Action item
Find every line below where the string "most" shows up, and copy those lines.

(Records supplied Opens)

use crate::code::{Code, CodeMap};
use alloc::vec::Vec;

/// Appends bits to a byte buffer, most significant bit of every byte first.
pub(crate) struct BitWriter<'o> {
    /// The buffer that's filled with whole bytes
    output: &'o mut Vec<u8>,
    /// Bits that don't form a full byte yet, in the lowest `bits_in_container` bits
    container: u64,
    bits_in_container: u8,
    /// Number of bits written so far
    bit_idx: u64,
}

impl<'o> BitWriter<'o> {
    /// Bits are appended behind whatever `output` already holds
    pub fn new(output: &'o mut Vec<u8>) -> Self {
        Self {
            output,
            container: 0,
            bits_in_container: 0,
            bit_idx: 0,
        }
    }

    /// Write the lowest `num_bits` of `bits`, the highest of those first.
    pub fn write_bits(&mut self, bits: u32, num_bits: u8) {
        debug_assert!(num_bits <= 32);
        if num_bits == 0 {
            return;
        }
        // at most 7 bits are left over from earlier writes, so 39 bits fit easily
        self.container = (self.container << num_bits) | u64::from(bits);
        self.bits_in_container += num_bits;
        self.bit_idx += u64::from(num_bits);

        while self.bits_in_container >= 8 {
            self.bits_in_container -= 8;
            self.output
                .push((self.container >> self.bits_in_container) as u8);
        }
        self.container &= (1 << self.bits_in_container) - 1;
    }

    pub fn write_code(&mut self, code: Code) {
        self.write_bits(code.bits(), code.len());
    }

    #[cfg(test)]
    pub fn bits_written(&self) -> u64 {
        self.bit_idx
    }

    /// Flush a partially filled last byte, padded with zeros in its low bits.
    ///
    /// Returns the number of bits written, not counting the padding.
    pub fn finish(self) -> u64 {
        if self.bits_in_container > 0 {
            let padding = 8 - self.bits_in_container;
            self.output.push((self.container << padding) as u8);
        }
        self.bit_idx
    }
}

#[derive(Debug, thiserror::Error)]
#[non_exhaustive]
pub enum BitPackError {
    #[error("Byte 0x{symbol:02X} at position {position} has no code in the code table")]
    UnknownSymbol { symbol: u8, position: usize },
}

/// Append the codes of all bytes in `data` to `out`.
///
/// Returns the number of payload bits, the last byte is zero padded. On error `out` is left
/// as it was.
pub fn pack(data: &[u8], codes: &CodeMap, out: &mut Vec<u8>) -> Result<u64, BitPackError> {
    let start = out.len();
    let mut writer = BitWriter::new(out);
    for (position, symbol) in data.iter().copied().enumerate() {
        match codes.get(symbol) {
            Some(code) => writer.write_code(code),
            None => {
                drop(writer);
                out.truncate(start);
                return Err(BitPackError::UnknownSymbol { symbol, position });
            }
        }
    }
    let bits = writer.finish();
    vprintln!(
        "Packed {} bytes into {} bits ({} bytes)",
        data.len(),
        bits,
        out.len() - start
    );
    Ok(bits)
}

(Records supplied Closes)

Response to the task
/// Appends bits to a byte buffer, most significant bit of every byte first.
        // at most 7 bits are left over from earlier writes, so 39 bits fit easily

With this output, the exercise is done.